Museo Arqueológico Nacional - 1990-123-11 - José Amador de los Ríos.jpg

In 1844 he was the secretary of the Comisión Central de Monumentos. He was co-director with Antonio de Zabaleta of the ephemeral Boletín Español de Arquitectura, the first Spanish journal dedicated exclusively to architecture.[1] It was only in publication from 1 June to December 1846. In 1852 he published the complete works of Íñigo López de Mendoza. It was Amador de los Ríos who first used the term mudejarismo to describe a style of architecture in 1859.

In 1861 he published the first volume of Historia crítica de la literatura española, the first general history of Spanish literature written in Spain.[2] It was to remain incomplete. Ideologically Amador de los Ríos, a liberal and romantic, conceives of Spain as a unit, at once Roman Catholic and Castilian, a constitutional monarchy (thought it was not one yet) united with its past by an idea luminosa (luminous idea).[2] Countering the foreign historians who regard medieval Spain as a backwater, he defends Spanish literature as the foremost among those which appeared after the Fall of Rome.

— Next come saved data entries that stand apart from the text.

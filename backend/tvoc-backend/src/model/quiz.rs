//! Multiple-choice question assembly for the vocabulary quiz.

use api_types::{PromptKind, QuizQuestion};
use rand::{seq::SliceRandom, Rng};

use crate::database::model::Vocabulary;

/// The number of incorrect options per question.
pub const DISTRACTOR_COUNT: usize = 3;

/// Build one multiple-choice question per sampled vocabulary entry.
///
/// The prompt direction is chosen at random per question. Distractors are
/// drawn from `distractor_pool`, excluding the entry itself, and must be
/// non-empty, distinct from the correct answer and from each other. Entries
/// for which not enough distractors can be found are skipped.
///
/// The correct option's index is sampled uniformly from all four positions.
pub fn build_quiz_questions(
    entries: &[Vocabulary],
    distractor_pool: &[Vocabulary],
    rng: &mut impl Rng,
) -> Vec<QuizQuestion> {
    entries
        .iter()
        .filter_map(|entry| build_quiz_question(entry, distractor_pool, rng))
        .collect()
}

fn build_quiz_question(
    entry: &Vocabulary,
    distractor_pool: &[Vocabulary],
    rng: &mut impl Rng,
) -> Option<QuizQuestion> {
    let prompt_kind = if rng.gen_bool(0.5) {
        PromptKind::WordToTranslation
    } else {
        PromptKind::TranslationToWord
    };

    let (prompt, prompt_romanization, correct_answer) = match prompt_kind {
        PromptKind::WordToTranslation => (
            entry.word.clone(),
            Some(entry.romanization.clone()),
            entry.translation.clone(),
        ),
        PromptKind::TranslationToWord => (entry.translation.clone(), None, entry.word.clone()),
    };

    let mut candidates: Vec<String> = Vec::new();
    for other in distractor_pool {
        if other.id == entry.id {
            continue;
        }

        let candidate = match prompt_kind {
            PromptKind::WordToTranslation => &other.translation,
            PromptKind::TranslationToWord => &other.word,
        };

        if candidate.is_empty()
            || candidate == &correct_answer
            || candidates.contains(candidate)
        {
            continue;
        }

        candidates.push(candidate.clone());
    }

    if candidates.len() < DISTRACTOR_COUNT {
        return None;
    }

    candidates.shuffle(rng);
    candidates.truncate(DISTRACTOR_COUNT);

    let correct_index = rng.gen_range(0..=DISTRACTOR_COUNT);
    let mut options = candidates;
    options.insert(correct_index, correct_answer.clone());

    Some(QuizQuestion {
        vocabulary_id: entry.id,
        prompt_kind,
        prompt,
        prompt_romanization,
        options,
        correct_index,
        correct_answer,
    })
}

#[cfg(test)]
mod tests {
    use super::*;
    use chrono::Utc;
    use rand::{rngs::StdRng, SeedableRng};
    use std::collections::HashSet;

    fn vocabulary(id: i64, word: &str, romanization: &str, translation: &str) -> Vocabulary {
        Vocabulary {
            id,
            word: word.to_string(),
            romanization: romanization.to_string(),
            translation: translation.to_string(),
            category: "basics".to_string(),
            difficulty: "beginner".to_string(),
            example_sentence: None,
            example_translation: None,
            frequency: 0,
            created_at: Utc::now(),
            updated_at: Utc::now(),
        }
    }

    fn pool() -> Vec<Vocabulary> {
        vec![
            vocabulary(1, "น้ำ", "nam", "water"),
            vocabulary(2, "ข้าว", "khao", "rice"),
            vocabulary(3, "ไฟ", "fai", "fire"),
            vocabulary(4, "หมา", "ma", "dog"),
            vocabulary(5, "แมว", "maeo", "cat"),
        ]
    }

    #[test]
    fn test_question_shape_invariants() {
        let pool = pool();

        for seed in 0..100 {
            let mut rng = StdRng::seed_from_u64(seed);
            let questions = build_quiz_questions(&pool[..2], &pool, &mut rng);
            assert_eq!(questions.len(), 2);

            for question in &questions {
                assert_eq!(question.options.len(), DISTRACTOR_COUNT + 1);
                assert_eq!(
                    question.options[question.correct_index],
                    question.correct_answer
                );

                // The correct answer appears exactly once and the options are distinct.
                let distinct: HashSet<_> = question.options.iter().collect();
                assert_eq!(distinct.len(), question.options.len());

                match question.prompt_kind {
                    PromptKind::WordToTranslation => {
                        assert!(question.prompt_romanization.is_some())
                    }
                    PromptKind::TranslationToWord => {
                        assert!(question.prompt_romanization.is_none())
                    }
                }
            }
        }
    }

    #[test]
    fn test_correct_index_covers_all_positions() {
        let pool = pool();
        let mut seen_indices = HashSet::new();

        for seed in 0..100 {
            let mut rng = StdRng::seed_from_u64(seed);
            for question in build_quiz_questions(&pool[..1], &pool, &mut rng) {
                seen_indices.insert(question.correct_index);
            }
        }

        assert_eq!(seen_indices, HashSet::from([0, 1, 2, 3]));
    }

    #[test]
    fn test_entry_is_skipped_when_pool_is_too_thin() {
        let pool = pool();
        let mut rng = StdRng::seed_from_u64(0);

        // Only two other entries, so no three distractors exist.
        let questions = build_quiz_questions(&pool[..1], &pool[..3], &mut rng);
        assert!(questions.is_empty());
    }

    #[test]
    fn test_duplicate_translations_are_not_used_twice() {
        let mut pool = pool();
        // Two entries translating to the same English word.
        pool.push(vocabulary(6, "สุนัข", "sunak", "dog"));

        for seed in 0..50 {
            let mut rng = StdRng::seed_from_u64(seed);
            for question in build_quiz_questions(&pool[..1], &pool, &mut rng) {
                let distinct: HashSet<_> = question.options.iter().collect();
                assert_eq!(distinct.len(), question.options.len());
            }
        }
    }

    #[test]
    fn test_distractors_never_include_the_entry_itself() {
        let pool = pool();

        for seed in 0..50 {
            let mut rng = StdRng::seed_from_u64(seed);
            for question in build_quiz_questions(&pool, &pool, &mut rng) {
                let entry = pool
                    .iter()
                    .find(|entry| entry.id == question.vocabulary_id)
                    .unwrap();
                let own_answer = match question.prompt_kind {
                    PromptKind::WordToTranslation => &entry.translation,
                    PromptKind::TranslationToWord => &entry.word,
                };
                assert_eq!(
                    question
                        .options
                        .iter()
                        .filter(|option| option == &own_answer)
                        .count(),
                    1
                );
            }
        }
    }
}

Though he only covered the Middle Ages, he demonstrated that he regarded Spanish American literature as part of the Spanish tradition. In another work, Historia social, política y religiosa de los judíos de España, he accepts the Spanish Jewish literature as part of the tradition, since it "bloomed" in Spanish soil.[2] Unlike Adolf de Castro, however, he did not condemn the Spanish Inquisition.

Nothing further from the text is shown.